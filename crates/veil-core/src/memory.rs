//! Fault-contained memory access.
//!
//! Every patch the engine makes to caller-owned memory goes through a
//! `MemoryAccess`. The service never faults the caller on a bad address;
//! it reports `false` and leaves the target untouched.
//!
//! # Implementors
//!
//! - `ProcessVmMemory` (veil-module, Linux): `process_vm_readv` /
//!   `process_vm_writev` against the current process.
//! - `SimMemory` (veil-module): sparse simulated address space with write
//!   accounting, for tests and the simulated host.

/// Bounded read/write into arbitrary memory.
///
/// **Contract:**
/// - Returns `true` only if all of `buf` was transferred.
/// - A failed access has no partial effect visible to the caller of the
///   intercepted service.
/// - Never blocks indefinitely.
pub trait MemoryAccess: Send + Sync {
    /// Copy `buf.len()` bytes from `addr` into `buf`.
    fn read(&self, addr: u64, buf: &mut [u8]) -> bool;

    /// Copy `buf` to `addr`.
    fn write(&self, addr: u64, buf: &[u8]) -> bool;

    fn read_u32(&self, addr: u64) -> Option<u32> {
        let mut raw = [0u8; 4];
        self.read(addr, &mut raw).then(|| u32::from_le_bytes(raw))
    }

    fn read_u64(&self, addr: u64) -> Option<u64> {
        let mut raw = [0u8; 8];
        self.read(addr, &mut raw).then(|| u64::from_le_bytes(raw))
    }

    fn write_u8(&self, addr: u64, value: u8) -> bool {
        self.write(addr, &[value])
    }

    fn write_u32(&self, addr: u64, value: u32) -> bool {
        self.write(addr, &value.to_le_bytes())
    }

    fn write_u64(&self, addr: u64, value: u64) -> bool {
        self.write(addr, &value.to_le_bytes())
    }

    /// Zero `len` bytes at `addr` in a single bounded write.
    fn zero(&self, addr: u64, len: usize) -> bool {
        match len {
            1 => self.write(addr, &[0u8; 1]),
            2 => self.write(addr, &[0u8; 2]),
            4 => self.write(addr, &[0u8; 4]),
            8 => self.write(addr, &[0u8; 8]),
            _ => self.write(addr, &vec![0u8; len]),
        }
    }
}

impl<T: MemoryAccess + ?Sized> MemoryAccess for std::sync::Arc<T> {
    #[inline]
    fn read(&self, addr: u64, buf: &mut [u8]) -> bool {
        (**self).read(addr, buf)
    }

    #[inline]
    fn write(&self, addr: u64, buf: &[u8]) -> bool {
        (**self).write(addr, buf)
    }
}
//! Handle table services.
//!
//! The engine needs a small slice of the object manager: the auditing
//! query NtClose performs first, reference/dereference by handle, and the
//! close itself.
//!
//! # Implementors
//!
//! - `SimKernel` (veil-module): in-memory handle table with reference
//!   accounting.

use crate::exec::ProcessorMode;
use crate::status::NtStatus;

/// A handle value as passed in an argument register.
#[derive(Debug, Clone, Copy, PartialEq, Eq, Hash, PartialOrd, Ord)]
#[repr(transparent)]
pub struct Handle(pub u64);

impl Handle {
    pub const NULL: Handle = Handle(0);
    /// NtCurrentProcess()
    pub const CURRENT_PROCESS: Handle = Handle(u64::MAX);
    /// NtCurrentThread()
    pub const CURRENT_THREAD: Handle = Handle(u64::MAX - 1);

    #[inline]
    pub const fn is_pseudo(self) -> bool {
        self.0 == Self::CURRENT_PROCESS.0 || self.0 == Self::CURRENT_THREAD.0
    }
}

/// ACCESS_MASK
#[derive(Debug, Clone, Copy, PartialEq, Eq, Hash)]
#[repr(transparent)]
pub struct AccessMask(pub u32);

impl AccessMask {
    pub const NONE: AccessMask = AccessMask(0);
    pub const THREAD_SET_INFORMATION: AccessMask = AccessMask(0x0020);
    pub const THREAD_QUERY_INFORMATION: AccessMask = AccessMask(0x0040);
    pub const THREAD_ALL_ACCESS: AccessMask = AccessMask(0x001F_FFFF);

    /// True if every bit of `wanted` is granted by `self`.
    #[inline]
    pub const fn grants(self, wanted: AccessMask) -> bool {
        self.0 & wanted.0 == wanted.0
    }
}

/// Object types the engine distinguishes.
#[derive(Debug, Clone, Copy, PartialEq, Eq, Hash)]
pub enum ObjectType {
    Process,
    Thread,
    File,
    Event,
    Other,
}

/// Handle attribute bits (OBJ_*).
pub mod attributes {
    /// OBJ_PROTECT_CLOSE
    pub const PROTECT_CLOSE: u32 = 0x0000_0001;
    /// OBJ_INHERIT
    pub const INHERIT: u32 = 0x0000_0002;
    /// OBJ_AUDIT_OBJECT_CLOSE
    pub const AUDIT_OBJECT_CLOSE: u32 = 0x0000_0004;
}

/// OBJECT_HANDLE_INFORMATION
#[derive(Debug, Clone, Copy, Default, PartialEq, Eq)]
pub struct HandleInfo {
    pub attributes: u32,
    pub granted_access: u32,
}

impl HandleInfo {
    #[inline]
    pub const fn protect_from_close(&self) -> bool {
        self.attributes & attributes::PROTECT_CLOSE != 0
    }
}

/// Opaque referenced object. Must be handed back to `dereference`.
#[derive(Debug, PartialEq, Eq, Hash)]
pub struct ObjectRef(pub u64);

/// Object-manager operations by handle.
///
/// **Contract:**
/// - Every successful `reference_by_handle` must be matched by exactly one
///   `dereference`. Prefer `reference`, which does that on drop.
/// - `mode` is the caller's previous mode: `User` applies access checks,
///   `Kernel` skips them.
pub trait HandleTable: Send + Sync {
    /// ObQueryObjectAuditingByHandle. `Ok(audit_on_close)` for a live handle.
    fn query_auditing(&self, handle: Handle) -> Result<bool, NtStatus>;

    /// ObReferenceObjectByHandle. `object_type: None` accepts any type.
    fn reference_by_handle(
        &self,
        handle: Handle,
        desired_access: AccessMask,
        object_type: Option<ObjectType>,
        mode: ProcessorMode,
    ) -> Result<(ObjectRef, HandleInfo), NtStatus>;

    /// ObDereferenceObject
    fn dereference(&self, object: ObjectRef);

    /// ObCloseHandle
    fn close_handle(&self, handle: Handle, mode: ProcessorMode) -> NtStatus;

    /// Reference with an RAII guard that dereferences on drop.
    fn reference(
        &self,
        handle: Handle,
        desired_access: AccessMask,
        object_type: Option<ObjectType>,
        mode: ProcessorMode,
    ) -> Result<Referenced<'_, Self>, NtStatus>
    where
        Self: Sized,
    {
        let (object, info) = self.reference_by_handle(handle, desired_access, object_type, mode)?;
        Ok(Referenced {
            table: self,
            object: Some(object),
            info,
        })
    }
}

impl<T: HandleTable + ?Sized> HandleTable for std::sync::Arc<T> {
    fn query_auditing(&self, handle: Handle) -> Result<bool, NtStatus> {
        (**self).query_auditing(handle)
    }

    fn reference_by_handle(
        &self,
        handle: Handle,
        desired_access: AccessMask,
        object_type: Option<ObjectType>,
        mode: ProcessorMode,
    ) -> Result<(ObjectRef, HandleInfo), NtStatus> {
        (**self).reference_by_handle(handle, desired_access, object_type, mode)
    }

    fn dereference(&self, object: ObjectRef) {
        (**self).dereference(object)
    }

    fn close_handle(&self, handle: Handle, mode: ProcessorMode) -> NtStatus {
        (**self).close_handle(handle, mode)
    }
}

/// A live object reference. Dereferenced when dropped.
pub struct Referenced<'a, T: HandleTable> {
    table: &'a T,
    object: Option<ObjectRef>,
    info: HandleInfo,
}

impl<'a, T: HandleTable> Referenced<'a, T> {
    #[inline]
    pub fn info(&self) -> HandleInfo {
        self.info
    }
}

impl<'a, T: HandleTable> Drop for Referenced<'a, T> {
    fn drop(&mut self) {
        if let Some(object) = self.object.take() {
            self.table.dereference(object);
        }
    }
}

####################

ACTION ITEM:
Print every line of the material above exactly.

ANSWER TO THIS EXERCISE:
filename crates/veil-core/src/memory.rs
//! Fault-contained memory access.
//!
//! Every patch the engine makes to caller-owned memory goes through a
//! `MemoryAccess`. The service never faults the caller on a bad address;
//! it reports `false` and leaves the target untouched.
//!
//! # Implementors
//!
//! - `ProcessVmMemory` (veil-module, Linux): `process_vm_readv` /
//!   `process_vm_writev` against the current process.
//! - `SimMemory` (veil-module): sparse simulated address space with write
//!   accounting, for tests and the simulated host.

/// Bounded read/write into arbitrary memory.
///
/// **Contract:**
/// - Returns `true` only if all of `buf` was transferred.
/// - A failed access has no partial effect visible to the caller of the
///   intercepted service.
/// - Never blocks indefinitely.
pub trait MemoryAccess: Send + Sync {
    /// Copy `buf.len()` bytes from `addr` into `buf`.
    fn read(&self, addr: u64, buf: &mut [u8]) -> bool;

    /// Copy `buf` to `addr`.
    fn write(&self, addr: u64, buf: &[u8]) -> bool;

    fn read_u32(&self, addr: u64) -> Option<u32> {
        let mut raw = [0u8; 4];
        self.read(addr, &mut raw).then(|| u32::from_le_bytes(raw))
    }

    fn read_u64(&self, addr: u64) -> Option<u64> {
        let mut raw = [0u8; 8];
        self.read(addr, &mut raw).then(|| u64::from_le_bytes(raw))
    }

    fn write_u8(&self, addr: u64, value: u8) -> bool {
        self.write(addr, &[value])
    }

    fn write_u32(&self, addr: u64, value: u32) -> bool {
        self.write(addr, &value.to_le_bytes())
    }

    fn write_u64(&self, addr: u64, value: u64) -> bool {
        self.write(addr, &value.to_le_bytes())
    }

    /// Zero `len` bytes at `addr` in a single bounded write.
    fn zero(&self, addr: u64, len: usize) -> bool {
        match len {
            1 => self.write(addr, &[0u8; 1]),
            2 => self.write(addr, &[0u8; 2]),
            4 => self.write(addr, &[0u8; 4]),
            8 => self.write(addr, &[0u8; 8]),
            _ => self.write(addr, &vec![0u8; len]),
        }
    }
}

impl<T: MemoryAccess + ?Sized> MemoryAccess for std::sync::Arc<T> {
    #[inline]
    fn read(&self, addr: u64, buf: &mut [u8]) -> bool {
        (**self).read(addr, buf)
    }

    #[inline]
    fn write(&self, addr: u64, buf: &[u8]) -> bool {
        (**self).write(addr, buf)
    }
}
//! Handle table services.
//!
//! The engine needs a small slice of the object manager: the auditing
//! query NtClose performs first, reference/dereference by handle, and the
//! close itself.
//!
//! # Implementors
//!
//! - `SimKernel` (veil-module): in-memory handle table with reference
//!   accounting.

use crate::exec::ProcessorMode;
use crate::status::NtStatus;

/// A handle value as passed in an argument register.
#[derive(Debug, Clone, Copy, PartialEq, Eq, Hash, PartialOrd, Ord)]
#[repr(transparent)]
pub struct Handle(pub u64);

impl Handle {
    pub const NULL: Handle = Handle(0);
    /// NtCurrentProcess()
    pub const CURRENT_PROCESS: Handle = Handle(u64::MAX);
    /// NtCurrentThread()
    pub const CURRENT_THREAD: Handle = Handle(u64::MAX - 1);

    #[inline]
    pub const fn is_pseudo(self) -> bool {
        self.0 == Self::CURRENT_PROCESS.0 || self.0 == Self::CURRENT_THREAD.0
    }
}

/// ACCESS_MASK
#[derive(Debug, Clone, Copy, PartialEq, Eq, Hash)]
#[repr(transparent)]
pub struct AccessMask(pub u32);

impl AccessMask {
    pub const NONE: AccessMask = AccessMask(0);
    pub const THREAD_SET_INFORMATION: AccessMask = AccessMask(0x0020);
    pub const THREAD_QUERY_INFORMATION: AccessMask = AccessMask(0x0040);
    pub const THREAD_ALL_ACCESS: AccessMask = AccessMask(0x001F_FFFF);

    /// True if every bit of `wanted` is granted by `self`.
    #[inline]
    pub const fn grants(self, wanted: AccessMask) -> bool {
        self.0 & wanted.0 == wanted.0
    }
}

/// Object types the engine distinguishes.
#[derive(Debug, Clone, Copy, PartialEq, Eq, Hash)]
pub enum ObjectType {
    Process,
    Thread,
    File,
    Event,
    Other,
}

/// Handle attribute bits (OBJ_*).
pub mod attributes {
    /// OBJ_PROTECT_CLOSE
    pub const PROTECT_CLOSE: u32 = 0x0000_0001;
    /// OBJ_INHERIT
    pub const INHERIT: u32 = 0x0000_0002;
    /// OBJ_AUDIT_OBJECT_CLOSE
    pub const AUDIT_OBJECT_CLOSE: u32 = 0x0000_0004;
}

/// OBJECT_HANDLE_INFORMATION
#[derive(Debug, Clone, Copy, Default, PartialEq, Eq)]
pub struct HandleInfo {
    pub attributes: u32,
    pub granted_access: u32,
}

impl HandleInfo {
    #[inline]
    pub const fn protect_from_close(&self) -> bool {
        self.attributes & attributes::PROTECT_CLOSE != 0
    }
}

/// Opaque referenced object. Must be handed back to `dereference`.
#[derive(Debug, PartialEq, Eq, Hash)]
pub struct ObjectRef(pub u64);

/// Object-manager operations by handle.
///
/// **Contract:**
/// - Every successful `reference_by_handle` must be matched by exactly one
///   `dereference`. Prefer `reference`, which does that on drop.
/// - `mode` is the caller's previous mode: `User` applies access checks,
///   `Kernel` skips them.
pub trait HandleTable: Send + Sync {
    /// ObQueryObjectAuditingByHandle. `Ok(audit_on_close)` for a live handle.
    fn query_auditing(&self, handle: Handle) -> Result<bool, NtStatus>;

    /// ObReferenceObjectByHandle. `object_type: None` accepts any type.
    fn reference_by_handle(
        &self,
        handle: Handle,
        desired_access: AccessMask,
        object_type: Option<ObjectType>,
        mode: ProcessorMode,
    ) -> Result<(ObjectRef, HandleInfo), NtStatus>;

    /// ObDereferenceObject
    fn dereference(&self, object: ObjectRef);

    /// ObCloseHandle
    fn close_handle(&self, handle: Handle, mode: ProcessorMode) -> NtStatus;

    /// Reference with an RAII guard that dereferences on drop.
    fn reference(
        &self,
        handle: Handle,
        desired_access: AccessMask,
        object_type: Option<ObjectType>,
        mode: ProcessorMode,
    ) -> Result<Referenced<'_, Self>, NtStatus>
    where
        Self: Sized,
    {
        let (object, info) = self.reference_by_handle(handle, desired_access, object_type, mode)?;
        Ok(Referenced {
            table: self,
            object: Some(object),
            info,
        })
    }
}

impl<T: HandleTable + ?Sized> HandleTable for std::sync::Arc<T> {
    fn query_auditing(&self, handle: Handle) -> Result<bool, NtStatus> {
        (**self).query_auditing(handle)
    }

    fn reference_by_handle(
        &self,
        handle: Handle,
        desired_access: AccessMask,
        object_type: Option<ObjectType>,
        mode: ProcessorMode,
    ) -> Result<(ObjectRef, HandleInfo), NtStatus> {
        (**self).reference_by_handle(handle, desired_access, object_type, mode)
    }

    fn dereference(&self, object: ObjectRef) {
        (**self).dereference(object)
    }

    fn close_handle(&self, handle: Handle, mode: ProcessorMode) -> NtStatus {
        (**self).close_handle(handle, mode)
    }
}

/// A live object reference. Dereferenced when dropped.
pub struct Referenced<'a, T: HandleTable> {
    table: &'a T,
    object: Option<ObjectRef>,
    info: HandleInfo,
}

impl<'a, T: HandleTable> Referenced<'a, T> {
    #[inline]
    pub fn info(&self) -> HandleInfo {
        self.info
    }
}

impl<'a, T: HandleTable> Drop for Referenced<'a, T> {
    fn drop(&mut self) {
        if let Some(object) = self.object.take() {
            self.table.dereference(object);
        }
    }
}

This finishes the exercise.